Mittwoch, 15. April 2020

Vergangenheit in der Gegenwart: Fotografie

Das Fotografieren ist für die Arbeit des Grabungsteams von großer praktischer Bedeutung: Koldeweys Assistenten machen Aufnahmen von den hunderten oder tausenden mit Keilschriftzeichen versehenen Tontafeln. Eine ganze Bibliothek von Nebukadnezar tut sich auf!
Anders als die 500 Kisten mit glasierten Ziegeln, die seit Jahren im Expeditionshaus gelagert wurden, konnten diese Fotos einfach per Post nach Berlin geschickt werden, wo die Philologen begierig auf sie warteten.

Doch die Fotografie gehört auch zu der Gruppe synästhetischer Künste, die die Schreibmethode Cusanits bilden. Ich bin mir nicht sicher, ob der historische Koldewey wirklich ein so intensives philosophisches Verhältnis zur Kunst und Technik des Fotografierens gehabt hat, wie es bei der Romanfigur der Fall ist (vgl.

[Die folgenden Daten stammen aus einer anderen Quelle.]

impl<S, O, C, R, F> Pipeline<S, O, C, R, F>
where
  S: ImageStorage,
  O: Transcriber,
  C: FaceComparator,
  R: RecordStore,
  F: ExtractionFallback,
{
  /// Run one verification from raw images to a persisted decision.
  ///
  /// Returns `Err` only for the abort paths: selfie upload, an unresolvable
  /// subject, and the profile write. Every other failure is folded into a
  /// [`VerificationOutcome::Degraded`].
  pub async fn run_verification(
    &self,
    document_image: Bytes,
    selfie_image: Bytes,
    subject_user_id: Uuid,
    options: ExtractOptions,
  ) -> Result<VerificationOutcome> {
    if document_image.is_empty() {
      return Err(Error::InvalidInput("document image is empty".into()));
    }
    if selfie_image.is_empty() {
      return Err(Error::InvalidInput("selfie image is empty".into()));
    }

    let timeouts = self.config.timeouts;
    let mut run = Run { subject_user_id, degradations: Vec::new() };

    // Uploading the selfie.
    run.enter(Stage::UploadingSelfie);
    let result = within(
      timeouts.upload,
      self.storage.upload(selfie_image.clone(), ImageKind::Selfie),
    )
    .await;
    let selfie_image_ref = run.require(Stage::UploadingSelfie, result)?;

    // Transcribing the document. The bytes are kept for the face stage.
    run.enter(Stage::TranscribingDocument);
    let result =
      within(timeouts.ocr, self.ocr.transcribe(document_image.clone())).await;
    let raw_transcription = run
      .settle(Stage::TranscribingDocument, result)?
      .map(RawTranscription::ocr)
      .unwrap_or_else(RawTranscription::empty);

    // Extracting fields.
    run.enter(Stage::ExtractingFields);
    let fallback = TimedFallback { inner: &self.fallback, limit: timeouts.fallback };
    let extracted = match self
      .extractor
      .extract(&raw_transcription.text, options, &fallback)
      .await
    {
      Ok(extraction) => {
        if let FallbackOutcome::Failed(reason) = &extraction.fallback {
          debug!(%subject_user_id, %reason, "continuing with pattern fields only");
        }
        extraction.identity
      }
      Err(e) => {
        run.degrade(Stage::ExtractingFields, e.to_string());
        self.extractor.nothing_found()
      }
    };

    // Uploading the document.
    run.enter(Stage::UploadingDocument);
    let result = within(
      timeouts.upload,
      self.storage.upload(document_image.clone(), ImageKind::Document),
    )
    .await;
    let document_image_ref = run.settle(Stage::UploadingDocument, result)?;

    // Comparing faces.
    run.enter(Stage::ComparingFaces);
    let result = within(timeouts.face, async {
      let distance = self.faces.compare(selfie_image, document_image).await?;
      if distance.is_finite() {
        Ok(distance)
      } else {
        Err(CollaboratorError::invalid_response(format!(
          "face distance {distance} is not a number"
        )))
      }
    })
    .await;
    let threshold = self.config.similarity_threshold;
    let (match_status, similarity_score) =
      match run.settle(Stage::ComparingFaces, result)? {
        Some(distance) => {
          let score = decision::similarity_from_distance(distance);
          (decision::match_status_for(score, threshold), Some(score))
        }
        None => (MatchStatus::Error, None),
      };

    // The subject must resolve before anything is written on its behalf.
    let result = within(timeouts.persistence, async {
      self.records.resolve_subject(subject_user_id).await.map_err(store_error)
    })
    .await;
    if run.require(Stage::PersistingProfile, result)?.is_none() {
      error!(%subject_user_id, "subject could not be resolved, aborting run");
      return Err(Error::Unauthorized(subject_user_id));
    }

    // Deciding.
    run.enter(Stage::Deciding);
    let decision =
      decision::decide_with_threshold(match_status, similarity_score, threshold);
    info!(
      %subject_user_id,
      %match_status,
      score = ?similarity_score,
      status = %decision.verification_status,
      "verification decided"
    );

    // Persisting the profile.
    run.enter(Stage::PersistingProfile);
    let result = within(timeouts.persistence, async {
      self
        .records
        .create_profile(
          subject_user_id,
          extracted.clone(),
          Some(selfie_image_ref.clone()),
        )
        .await
        .map_err(store_error)
    })
    .await;
    let profile = run.require(Stage::PersistingProfile, result)?;

    // Persisting the audit record.
    run.enter(Stage::PersistingRecord);
    let now = Utc::now();
    let record = VerificationRecord {
      id: Uuid::new_v4(),
      subject_user_id,
      created_at: now,
      updated_at: now,
      match_status,
      similarity_score,
      extracted: extracted.clone(),
      document_image_ref: document_image_ref.clone(),
      selfie_image_ref: Some(selfie_image_ref.clone()),
      raw_transcription: Some(raw_transcription.text.clone()),
      verification_status: Some(decision.verification_status),
      verification_note: Some(decision.verification_note.clone()),
      verified_at: Some(now),
      verified_by: None,
    };
    let record_id = record.id;
    let result = within(timeouts.persistence, async {
      self.records.append_verification_record(record).await.map_err(store_error)
    })
    .await;
    run.settle(Stage::PersistingRecord, result)?;

    run.enter(Stage::Done);
    let report = VerificationReport {
      record_id,
      subject_user_id,
      profile,
      raw_transcription,
      extracted,
      document_image_ref,
      selfie_image_ref,
      match_status,
      similarity_score,
      verification_status: decision.verification_status,
      verification_note: decision.verification_note,
    };
    Ok(if run.degradations.is_empty() {
      VerificationOutcome::Verified(report)
    } else {
      VerificationOutcome::Degraded { report, degradations: run.degradations }
    })
  }
}

impl<S, O, C, R, F> VerificationService for Pipeline<S, O, C, R, F>
where
  S: ImageStorage,
  O: Transcriber,
  C: FaceComparator,
  R: RecordStore,
  F: ExtractionFallback,
{
  async fn verify(&self, request: VerificationRequest) -> Result<VerificationOutcome> {
    self
      .run_verification(
        request.document_image,
        request.selfie_image,
        request.subject_user_id,
        request.options,
      )
      .await
  }
}

// ─── Helpers ─────────────────────────────────────────────────────────────────

/// Per-run bookkeeping.
struct Run {
  subject_user_id: Uuid,
  degradations:    Vec<Degradation>,
}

S. 25-29 und 37-41). Dort sinniert Koldewey über ein Foto mit Schafen und Kindern am Euphrat, das ihm in die Hand fällt:


Cusanit beginnt den ersten Teil des Romans mit einem Motto von Roland Barthes aus seinem Buch "Die helle Kammer": "Von nun an ist die Vergangenheit so gewiß wie die Gegenwart, ist das, was man auf dem Papier sieht, so gewiß wie das, was man berührt." 
Auf jedem Foto reicht ein Moment der Vergangenheit in die Gegenwart hinein. Vergangenheit wird gegenwärtig: Dasselbe geschieht ja bei der Ausgrabung. Das alte Babylon kommt wieder ans Licht der Welt! Nicht zufällig wird im Roman der Grabungsschacht einmal als "Dunkelkammer" bezeichnet (S. 185). Babylon wird "entwickelt".
Diese Überlegungen am Anfang sind eng verbunden mit dem, was am Ende über das Verhältnis von Berlin und Babylon gesagt wird.